Marianna Hill ( Schwarzkopf, February 9, 1942) is an  American actress  who is known for her starring roles in the Western films El Condor (1970) and High Plains Drifter and the cult horror film Messiah of Evil (both 1973), as well as many roles on television series in the 1960s and 1970s. She was sometimes credited as Mariana Hill.

Early years
Marianna Hill was born in Santa Barbara, California, to architect Frank Schwarzkopf and writer Mary Hawthorne Hill, who worked as a script doctor. United States Army General Norman Schwarzkopf Jr. is her cousin.
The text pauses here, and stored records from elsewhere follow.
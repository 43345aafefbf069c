//! Use cases
//!
//! Application-level operations that orchestrate domain logic.

pub mod session_controller;
pub mod session_registry;
pub mod stream_reducer;
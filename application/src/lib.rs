//! Application layer for turnstile
//!
//! This crate contains use cases, port definitions, and application configuration.
//! It depends only on the domain layer.

pub mod config;
pub mod ports;
pub mod use_cases;

// Re-export commonly used types
pub use config::{SessionConfig, StreamConfig};
pub use ports::{
    conversation_logger::{ConversationEvent, ConversationLogger, NoConversationLogger},
    dialog_store::{DialogStore, StorageError},
    generation::{
        AnswerItem, AnswerStream, GenerationError, GenerationRequest, GenerationSource, SingleShot,
    },
    transport::{MessageRef, Transport, TransportError},
};
pub use use_cases::session_controller::{
    SessionController, TurnError, TurnOutcome, TurnRequest, TurnSummary,
};
pub use use_cases::session_registry::{ActiveTaskGuard, SessionRegistry, SlotGuard, TaskHandle};
pub use use_cases::stream_reducer::{Reduced, ReducerDecision, StreamReducer};
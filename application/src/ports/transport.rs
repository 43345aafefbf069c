//! Transport port
//!
//! Defines how the application layer talks back to the user: a placeholder
//! message that is edited as the answer grows, standalone notices, and a
//! typing indicator.

use async_trait::async_trait;
use thiserror::Error;
use turnstile_domain::{TextFormat, UserId};

/// Errors that can occur during transport operations
#[derive(Error, Debug, Clone, PartialEq, Eq)]
pub enum TransportError {
    /// The edit would leave the message text unchanged.
    #[error("Message is not modified")]
    NotModified,

    #[error("Request rejected: {0}")]
    Rejected(String),

    #[error("Transport closed")]
    Closed,
}

impl TransportError {
    /// "Content unchanged" is a transient condition, not a failure.
    pub fn is_not_modified(&self) -> bool {
        matches!(self, TransportError::NotModified)
    }
}

/// Reference to a message previously sent to a user
#[derive(Debug, Clone, PartialEq, Eq, Hash)]
pub struct MessageRef {
    pub user: UserId,
    pub message_id: i64,
}

impl MessageRef {
    pub fn new(user: UserId, message_id: i64) -> Self {
        Self { user, message_id }
    }
}

/// Outbound channel to end users
///
/// Implementations (adapters) live in the presentation or infrastructure
/// layer: a chat platform client, the console, a test recorder.
#[async_trait]
pub trait Transport: Send + Sync {
    /// Send the message that subsequent answer edits will replace.
    async fn send_placeholder(&self, user: &UserId) -> Result<MessageRef, TransportError>;

    /// Replace the text of a previously sent message.
    ///
    /// Must return [`TransportError::NotModified`] when the new text equals
    /// the current one.
    async fn edit_message(
        &self,
        message: &MessageRef,
        text: &str,
        format: TextFormat,
    ) -> Result<(), TransportError>;

    /// Send a standalone notice.
    async fn send_notice(
        &self,
        user: &UserId,
        text: &str,
        format: TextFormat,
    ) -> Result<(), TransportError>;

    /// Show a "typing" indicator to the user.
    async fn signal_typing(&self, user: &UserId) -> Result<(), TransportError>;
}
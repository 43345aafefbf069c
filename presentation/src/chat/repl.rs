//! REPL (Read-Eval-Print Loop) for interactive chat

use super::input::ReplInput;
use colored::Colorize;
use std::sync::Arc;
use tokio::io::{AsyncBufRead, AsyncBufReadExt, BufReader};
use tokio::task::JoinSet;
use tracing::{debug, warn};
use turnstile_application::{SessionController, Transport, TurnError, TurnOutcome, TurnRequest};
use turnstile_domain::{TextFormat, UserId, notice};

/// Interactive chat REPL
///
/// Every message runs as its own task, so the prompt stays responsive and
/// `/cancel` can reach an answer that is still being generated.
pub struct ChatRepl {
    controller: SessionController,
    transport: Arc<dyn Transport>,
    user: UserId,
}

impl ChatRepl {
    /// Create a new ChatRepl
    pub fn new(controller: SessionController, transport: Arc<dyn Transport>, user: UserId) -> Self {
        Self {
            controller,
            transport,
            user,
        }
    }

    /// Run the interactive REPL on stdin
    pub async fn run(&self) -> std::io::Result<()> {
        self.print_welcome();
        self.run_with(BufReader::new(tokio::io::stdin())).await
    }

    /// Run the REPL over any line source. Returns at `/quit` or end of input,
    /// once every started task has finished.
    pub async fn run_with<R: AsyncBufRead + Unpin>(&self, reader: R) -> std::io::Result<()> {
        let mut lines = reader.lines();
        let mut tasks = JoinSet::new();

        while let Some(line) = lines.next_line().await? {
            while let Some(done) = tasks.try_join_next() {
                log_join(done);
            }

            match ReplInput::parse(&line) {
                ReplInput::Empty => {}
                ReplInput::Message(text) => {
                    if self.controller.is_busy(&self.user) {
                        self.notify(notice::STILL_ANSWERING).await;
                        continue;
                    }
                    let controller = self.controller.clone();
                    let request = TurnRequest::new(self.user.clone(), text);
                    tasks.spawn(async move {
                        let outcome = controller.handle_turn(request).await;
                        log_outcome(&outcome);
                    });
                }
                ReplInput::Cancel => {
                    if !self.controller.request_cancel(&self.user) {
                        println!("{}", "Nothing to cancel".dimmed());
                    }
                }
                ReplInput::New => {
                    let controller = self.controller.clone();
                    let user = self.user.clone();
                    tasks.spawn(async move {
                        if let Err(e) = controller.start_new_dialog(&user).await {
                            warn!("Could not start a new dialog: {}", e);
                        }
                    });
                }
                ReplInput::Mode(Some(mode)) => {
                    if self.controller.config().chat_modes.get(&mode).is_none() {
                        println!("Unknown mode: {}", mode);
                        self.print_modes();
                        continue;
                    }
                    let controller = self.controller.clone();
                    let user = self.user.clone();
                    tasks.spawn(async move {
                        if let Err(e) = controller.switch_chat_mode(&user, &mode).await {
                            warn!("Could not switch chat mode: {}", e);
                        }
                    });
                }
                ReplInput::Mode(None) => self.print_modes(),
                ReplInput::Help => self.print_help(),
                ReplInput::Quit => {
                    self.controller.request_cancel(&self.user);
                    println!("Bye!");
                    break;
                }
                ReplInput::Unknown(command) => {
                    println!("Unknown command: {}", command);
                    println!("Type /help for available commands");
                }
            }
        }

        while let Some(done) = tasks.join_next().await {
            log_join(done);
        }
        Ok(())
    }

    async fn notify(&self, text: &str) {
        if let Err(e) = self
            .transport
            .send_notice(&self.user, text, TextFormat::Html)
            .await
        {
            warn!("Could not show notice: {}", e);
        }
    }

    fn print_welcome(&self) {
        println!();
        println!("╭─────────────────────────────────────────────╮");
        println!("│              Turnstile - Chat               │");
        println!("╰─────────────────────────────────────────────╯");
        println!();
        println!("User: {}", self.user.to_string().cyan());
        self.print_help();
    }

    fn print_help(&self) {
        println!();
        println!("Commands:");
        println!("  /cancel, /c       - Cancel the answer being generated");
        println!("  /new, /n          - Start a new dialog");
        println!("  /mode <id>, /m    - Switch chat mode (no id lists modes)");
        println!("  /help, /h, /?     - Show this help");
        println!("  /quit, /exit, /q  - Exit chat");
        println!();
    }

    fn print_modes(&self) {
        println!();
        println!("Chat modes:");
        for mode in self.controller.config().chat_modes.iter() {
            println!("  {:<12} {}", mode.id.yellow(), mode.name);
        }
        println!();
    }
}

fn log_outcome(outcome: &TurnOutcome) {
    match outcome {
        TurnOutcome::Completed(summary) => debug!(
            chars = summary.answer.chars().count(),
            input_tokens = summary.usage.input_tokens,
            output_tokens = summary.usage.output_tokens,
            "Turn completed"
        ),
        TurnOutcome::Cancelled { usage } => debug!(?usage, "Turn cancelled"),
        TurnOutcome::Failed(TurnError::UnknownChatMode(mode)) => {
            debug!(mode = %mode, "Turn rejected")
        }
        TurnOutcome::Failed(e) => debug!(error = %e, "Turn failed"),
    }
}

fn log_join(result: Result<(), tokio::task::JoinError>) {
    if let Err(e) = result {
        warn!("Chat task ended abnormally: {}", e);
    }
}

#[cfg(test)]
mod tests {
    use super::*;
    use crate::output::console::ConsoleTransport;
    use async_trait::async_trait;
    use chrono::{DateTime, Utc};
    use std::io::{self, Write};
    use std::sync::Mutex;
    use turnstile_application::{
        DialogStore, GenerationError, GenerationRequest, GenerationSource, SessionConfig,
        SessionRegistry, StorageError,
    };
    use turnstile_domain::{DialogId, DialogTurn, PartialAnswerEvent, TokenUsage, UserAttributes};

    #[derive(Clone, Default)]
    struct SharedBuf(Arc<Mutex<Vec<u8>>>);

    impl SharedBuf {
        fn text(&self) -> String {
            String::from_utf8(self.0.lock().unwrap().clone()).unwrap()
        }
    }

    impl Write for SharedBuf {
        fn write(&mut self, buf: &[u8]) -> io::Result<usize> {
            self.0.lock().unwrap().extend_from_slice(buf);
            Ok(buf.len())
        }

        fn flush(&mut self) -> io::Result<()> {
            Ok(())
        }
    }

    /// Store that keeps only the current dialog.
    #[derive(Default)]
    struct OneDialogStore {
        turns: Mutex<Vec<DialogTurn>>,
    }

    #[async_trait]
    impl DialogStore for OneDialogStore {
        async fn dialog_messages(
            &self,
            _user: &UserId,
            _dialog_id: Option<&DialogId>,
        ) -> Result<Vec<DialogTurn>, StorageError> {
            Ok(self.turns.lock().unwrap().clone())
        }

        async fn set_dialog_messages(
            &self,
            _user: &UserId,
            _dialog_id: Option<&DialogId>,
            turns: Vec<DialogTurn>,
        ) -> Result<(), StorageError> {
            *self.turns.lock().unwrap() = turns;
            Ok(())
        }

        async fn user_attributes(
            &self,
            _user: &UserId,
        ) -> Result<Option<UserAttributes>, StorageError> {
            Ok(None)
        }

        async fn set_last_interaction(
            &self,
            _user: &UserId,
            _at: DateTime<Utc>,
        ) -> Result<(), StorageError> {
            Ok(())
        }

        async fn set_chat_mode(&self, _user: &UserId, _mode: &str) -> Result<(), StorageError> {
            Ok(())
        }

        async fn record_token_usage(
            &self,
            _user: &UserId,
            _model: &str,
            _usage: TokenUsage,
        ) -> Result<(), StorageError> {
            Ok(())
        }

        async fn start_new_dialog(&self, _user: &UserId) -> Result<DialogId, StorageError> {
            self.turns.lock().unwrap().clear();
            Ok(DialogId::new("d"))
        }

        async fn record_exchange(&self, _prompt: &str, _completion: &str) -> Result<(), StorageError> {
            Ok(())
        }
    }

    struct Shout;

    #[async_trait]
    impl GenerationSource for Shout {
        async fn complete(
            &self,
            request: &GenerationRequest,
        ) -> Result<PartialAnswerEvent, GenerationError> {
            Ok(PartialAnswerEvent::finished(
                request.message.to_uppercase(),
                TokenUsage::new(1, 1),
                0,
            ))
        }
    }

    fn repl(out: SharedBuf, store: Arc<OneDialogStore>) -> ChatRepl {
        let transport: Arc<dyn Transport> = Arc::new(ConsoleTransport::new(out).without_color());
        let controller = SessionController::new(
            Arc::new(SessionRegistry::new()),
            transport.clone(),
            store,
            Arc::new(Shout),
            SessionConfig::default(),
        );
        ChatRepl::new(controller, transport, UserId::from("tester"))
    }

    #[tokio::test]
    async fn messages_are_answered_before_the_repl_returns() {
        let out = SharedBuf::default();
        let store = Arc::new(OneDialogStore::default());
        let repl = repl(out.clone(), store.clone());

        repl.run_with(&b"hello there\n"[..]).await.unwrap();

        assert!(out.text().contains("HELLO THERE"));
        assert_eq!(
            *store.turns.lock().unwrap(),
            vec![DialogTurn::new("hello there", "HELLO THERE")]
        );
    }

    #[tokio::test]
    async fn quit_stops_reading_input() {
        let out = SharedBuf::default();
        let store = Arc::new(OneDialogStore::default());
        let repl = repl(out.clone(), store.clone());

        repl.run_with(&b"/quit\nnever sent\n"[..]).await.unwrap();

        assert!(!out.text().contains("NEVER SENT"));
        assert!(store.turns.lock().unwrap().is_empty());
    }

    #[tokio::test]
    async fn new_dialog_command_resets_history() {
        let out = SharedBuf::default();
        let store = Arc::new(OneDialogStore::default());
        store
            .turns
            .lock()
            .unwrap()
            .push(DialogTurn::new("old", "OLD"));
        let repl = repl(out.clone(), store.clone());

        repl.run_with(&b"/new\n"[..]).await.unwrap();

        assert!(store.turns.lock().unwrap().is_empty());
        assert!(out.text().contains("Starting new dialog"));
    }
}
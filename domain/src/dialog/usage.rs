//! Token accounting

use serde::{Deserialize, Serialize};
use std::ops::AddAssign;

/// Input/output token counters for one model
#[derive(Debug, Clone, Copy, Default, PartialEq, Eq, Serialize, Deserialize)]
pub struct TokenUsage {
    pub input_tokens: u64,
    pub output_tokens: u64,
}

impl TokenUsage {
    pub fn new(input_tokens: u64, output_tokens: u64) -> Self {
        Self {
            input_tokens,
            output_tokens,
        }
    }

    pub fn is_zero(&self) -> bool {
        self.input_tokens == 0 && self.output_tokens == 0
    }
}

impl AddAssign for TokenUsage {
    fn add_assign(&mut self, rhs: Self) {
        self.input_tokens += rhs.input_tokens;
        self.output_tokens += rhs.output_tokens;
    }
}

#[cfg(test)]
mod tests {
    use super::*;

    #[test]
    fn usage_accumulates() {
        let mut total = TokenUsage::default();
        total += TokenUsage::new(10, 3);
        total += TokenUsage::new(5, 2);
        assert_eq!(total, TokenUsage::new(15, 5));
        assert!(!total.is_zero());
    }
}
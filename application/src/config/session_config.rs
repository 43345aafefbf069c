//! Session parameters — turn and stream control.
//!
//! [`SessionConfig`] groups the static parameters that control how
//! [`SessionController`](crate::use_cases::session_controller::SessionController)
//! runs a turn. [`StreamConfig`] is the part consumed by the
//! [`StreamReducer`](crate::use_cases::stream_reducer::StreamReducer).

use std::time::Duration;
use turnstile_domain::ChatModes;

/// Model used when a user has none stored
pub const DEFAULT_MODEL: &str = "gpt-4o-mini";

/// Throttling parameters for relaying partial answers.
#[derive(Debug, Clone, PartialEq, Eq)]
pub struct StreamConfig {
    /// Hard size limit of one transport message, in characters.
    pub max_message_len: usize,
    /// Minimum change in answer length that justifies an edit.
    pub min_delta: usize,
    /// Minimum gap between two consecutive edits.
    pub min_interval: Duration,
}

impl Default for StreamConfig {
    fn default() -> Self {
        Self {
            max_message_len: 4096,
            min_delta: 100,
            min_interval: Duration::from_millis(10),
        }
    }
}

impl StreamConfig {
    pub fn with_min_delta(mut self, min_delta: usize) -> Self {
        self.min_delta = min_delta;
        self
    }

    pub fn with_max_message_len(mut self, max: usize) -> Self {
        self.max_message_len = max;
        self
    }

    pub fn with_min_interval(mut self, interval: Duration) -> Self {
        self.min_interval = interval;
        self
    }
}

/// Turn control parameters.
#[derive(Debug, Clone)]
pub struct SessionConfig {
    /// Idle time after which a non-empty dialog is restarted.
    pub new_dialog_timeout: Duration,
    /// Model charged for a turn when the user has none stored.
    pub default_model: String,
    pub chat_modes: ChatModes,
    pub stream: StreamConfig,
}

impl Default for SessionConfig {
    fn default() -> Self {
        Self {
            new_dialog_timeout: Duration::from_secs(600),
            default_model: DEFAULT_MODEL.to_string(),
            chat_modes: ChatModes::default(),
            stream: StreamConfig::default(),
        }
    }
}

impl SessionConfig {
    // ==================== Builder Methods ====================

    pub fn with_new_dialog_timeout(mut self, timeout: Duration) -> Self {
        self.new_dialog_timeout = timeout;
        self
    }

    pub fn with_default_model(mut self, model: impl Into<String>) -> Self {
        self.default_model = model.into();
        self
    }

    pub fn with_chat_modes(mut self, modes: ChatModes) -> Self {
        self.chat_modes = modes;
        self
    }

    pub fn with_stream(mut self, stream: StreamConfig) -> Self {
        self.stream = stream;
        self
    }
}

#[cfg(test)]
mod tests {
    use super::*;

    #[test]
    fn test_stream_defaults() {
        let stream = StreamConfig::default();
        assert_eq!(stream.max_message_len, 4096);
        assert_eq!(stream.min_delta, 100);
        assert_eq!(stream.min_interval, Duration::from_millis(10));
    }

    #[test]
    fn test_builder_overrides() {
        let config = SessionConfig::default()
            .with_new_dialog_timeout(Duration::from_secs(5))
            .with_stream(StreamConfig::default().with_min_delta(1));
        assert_eq!(config.new_dialog_timeout, Duration::from_secs(5));
        assert_eq!(config.stream.min_delta, 1);
        assert_eq!(config.default_model, DEFAULT_MODEL);
    }
}
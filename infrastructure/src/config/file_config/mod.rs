//! Raw TOML configuration data types
//!
//! These structs represent the exact structure of the TOML config file.
//! They are deserialized directly and converted into the application's
//! [`SessionConfig`] once validated.

mod chat_modes;
mod generation;
mod logging;
mod session;

pub use chat_modes::FileChatMode;
pub use generation::FileGenerationConfig;
pub use logging::FileLoggingConfig;
pub use session::{FileSessionConfig, FileStreamConfig};

use serde::{Deserialize, Serialize};
use std::collections::BTreeMap;
use std::fmt;
use tracing::warn;
use turnstile_application::SessionConfig;
use turnstile_domain::ChatModes;

/// Complete file configuration (raw TOML structure)
#[derive(Debug, Clone, Default, PartialEq, Serialize, Deserialize)]
#[serde(default)]
pub struct FileConfig {
    /// Turn control
    pub session: FileSessionConfig,
    /// Partial answer throttling
    pub stream: FileStreamConfig,
    /// Generation backend
    pub generation: FileGenerationConfig,
    /// Log destinations
    pub logging: FileLoggingConfig,
    /// Chat modes keyed by id
    pub chat_modes: BTreeMap<String, FileChatMode>,
}

/// How serious a configuration issue is.
#[derive(Debug, Clone, Copy, PartialEq, Eq)]
pub enum Severity {
    /// Startup continues with a fallback value.
    Warning,
    /// The configuration cannot be used.
    Error,
}

/// One problem found by [`FileConfig::validate`].
#[derive(Debug, Clone, PartialEq, Eq)]
pub struct ConfigIssue {
    pub severity: Severity,
    /// Dotted path of the offending key, e.g. `stream.max_message_len`.
    pub field: String,
    pub message: String,
}

impl ConfigIssue {
    fn error(field: impl Into<String>, message: impl Into<String>) -> Self {
        Self {
            severity: Severity::Error,
            field: field.into(),
            message: message.into(),
        }
    }

    fn warning(field: impl Into<String>, message: impl Into<String>) -> Self {
        Self {
            severity: Severity::Warning,
            field: field.into(),
            message: message.into(),
        }
    }

    pub fn is_error(&self) -> bool {
        self.severity == Severity::Error
    }
}

impl fmt::Display for ConfigIssue {
    fn fmt(&self, f: &mut fmt::Formatter<'_>) -> fmt::Result {
        let level = match self.severity {
            Severity::Warning => "warning",
            Severity::Error => "error",
        };
        write!(f, "{level}: {}: {}", self.field, self.message)
    }
}

impl FileConfig {
    /// Validate the entire configuration, returning all detected issues.
    ///
    /// Errors make the configuration unusable; warnings describe values
    /// that are replaced by a fallback during conversion.
    pub fn validate(&self) -> Vec<ConfigIssue> {
        let mut issues = Vec::new();

        if self.stream.max_message_len == 0 {
            issues.push(ConfigIssue::error(
                "stream.max_message_len",
                "must be greater than zero",
            ));
        }
        if self.stream.min_delta == 0 {
            issues.push(ConfigIssue::warning(
                "stream.min_delta",
                "zero forwards every partial answer",
            ));
        }
        if self.generation.model.trim().is_empty() {
            issues.push(ConfigIssue::error("generation.model", "model name is empty"));
        }
        if self.generation.base_url.trim().is_empty() {
            issues.push(ConfigIssue::error("generation.base_url", "URL is empty"));
        }
        if self.generation.max_context_chars == 0 {
            issues.push(ConfigIssue::error(
                "generation.max_context_chars",
                "must be greater than zero",
            ));
        }

        for (id, mode) in &self.chat_modes {
            if id.trim().is_empty() {
                issues.push(ConfigIssue::error("chat_modes", "mode id is empty"));
            }
            if let Err(message) = mode.to_chat_mode(id) {
                issues.push(ConfigIssue::warning(
                    format!("chat_modes.{id}.format"),
                    format!("{message}, mode skipped"),
                ));
            }
        }

        issues
    }

    /// Configured chat modes. Modes with an unusable format are skipped.
    pub fn chat_modes(&self) -> ChatModes {
        let modes = self
            .chat_modes
            .iter()
            .filter_map(|(id, mode)| match mode.to_chat_mode(id) {
                Ok(mode) => Some(mode),
                Err(e) => {
                    warn!("Skipping chat mode '{}': {}", id, e);
                    None
                }
            })
            .collect();
        ChatModes::new(modes)
    }

    /// Convert into the application's turn control parameters.
    pub fn to_session_config(&self) -> SessionConfig {
        SessionConfig::default()
            .with_new_dialog_timeout(self.session.new_dialog_timeout())
            .with_default_model(self.generation.model.clone())
            .with_chat_modes(self.chat_modes())
            .with_stream(self.stream.to_stream_config())
    }
}

#[cfg(test)]
mod tests {
    use super::*;
    use std::time::Duration;
    use turnstile_domain::{DEFAULT_CHAT_MODE, TextFormat};

    #[test]
    fn test_default_config() {
        let config = FileConfig::default();
        assert_eq!(config.session.new_dialog_timeout_secs, 600);
        assert!(config.session.enable_streaming);
        assert_eq!(config.stream.max_message_len, 4096);
        assert_eq!(config.stream.min_delta, 100);
        assert_eq!(config.stream.min_interval_ms, 10);
        assert!(config.logging.conversation_log.is_none());
        assert!(config.chat_modes.is_empty());
        assert!(config.validate().is_empty());
    }

    #[test]
    fn test_deserialize_full_config() {
        let toml_str = r#"
[session]
new_dialog_timeout_secs = 30
enable_streaming = false

[stream]
max_message_len = 2000
min_delta = 40

[generation]
base_url = "http://localhost:8080/v1"
model = "local-model"
max_context_chars = 1000

[logging]
conversation_log = "/tmp/turns.jsonl"

[chat_modes.coder]
name = "Code Assistant"
prompt = "You write code."
format = "markdown"
"#;

        let config: FileConfig = toml::from_str(toml_str).unwrap();
        assert_eq!(config.session.new_dialog_timeout_secs, 30);
        assert!(!config.session.enable_streaming);
        assert_eq!(config.stream.max_message_len, 2000);
        assert_eq!(config.stream.min_interval_ms, 10);
        assert_eq!(config.generation.base_url, "http://localhost:8080/v1");
        assert_eq!(config.generation.request_timeout_secs, 120);
        assert_eq!(config.chat_modes["coder"].name, "Code Assistant");
        assert!(config.validate().is_empty());
    }

    #[test]
    fn test_to_session_config() {
        let toml_str = r#"
[session]
new_dialog_timeout_secs = 5

[generation]
model = "local-model"

[chat_modes.coder]
name = "Coder"
prompt = "You write code."
format = "md"
"#;
        let config: FileConfig = toml::from_str(toml_str).unwrap();
        let session = config.to_session_config();

        assert_eq!(session.new_dialog_timeout, Duration::from_secs(5));
        assert_eq!(session.default_model, "local-model");
        assert_eq!(
            session.chat_modes.get("coder").unwrap().format,
            TextFormat::Markdown
        );
        assert!(session.chat_modes.get(DEFAULT_CHAT_MODE).is_some());
    }

    #[test]
    fn test_validate_zero_message_len() {
        let mut config = FileConfig::default();
        config.stream.max_message_len = 0;

        let issues = config.validate();
        assert_eq!(issues.len(), 1);
        assert!(issues[0].is_error());
        assert_eq!(issues[0].field, "stream.max_message_len");
    }

    #[test]
    fn test_validate_empty_model() {
        let mut config = FileConfig::default();
        config.generation.model = "  ".to_string();

        let issues = config.validate();
        assert!(issues.iter().any(|i| i.is_error() && i.field == "generation.model"));
    }

    #[test]
    fn test_unknown_mode_format_is_skipped_with_warning() {
        let mut config = FileConfig::default();
        config.chat_modes.insert(
            "poet".to_string(),
            FileChatMode {
                name: "Poet".to_string(),
                prompt: "Rhyme.".to_string(),
                format: "rtf".to_string(),
            },
        );

        let issues = config.validate();
        assert_eq!(issues.len(), 1);
        assert_eq!(issues[0].severity, Severity::Warning);
        assert!(config.chat_modes().get("poet").is_none());
    }

    #[test]
    fn test_mode_name_defaults_to_id() {
        let mode = FileChatMode {
            prompt: "Rhyme.".to_string(),
            ..Default::default()
        };
        let mode = mode.to_chat_mode("poet").unwrap();
        assert_eq!(mode.name, "poet");
        assert_eq!(mode.format, TextFormat::Html);
    }
}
Her father, a building contractor, worked in several countries, which resulted in Hill's education in California, Spain, and Canada. During her teenage years, her family settled in Southern California when her father purchased a restaurant there.

Career

Hill's initial acting experience came when she was an apprentice at the Laguna Playhouse. She then worked three summers at the La Jolla Playhouse, and later gained more experience at the Neighborhood Playhouse School of the Theatre. She was a life member of The Actors Studio as of January 1980.

She adopted her mother's surname ("Hill") as her professional surname. She has appeared in more than 70 films and television episodes.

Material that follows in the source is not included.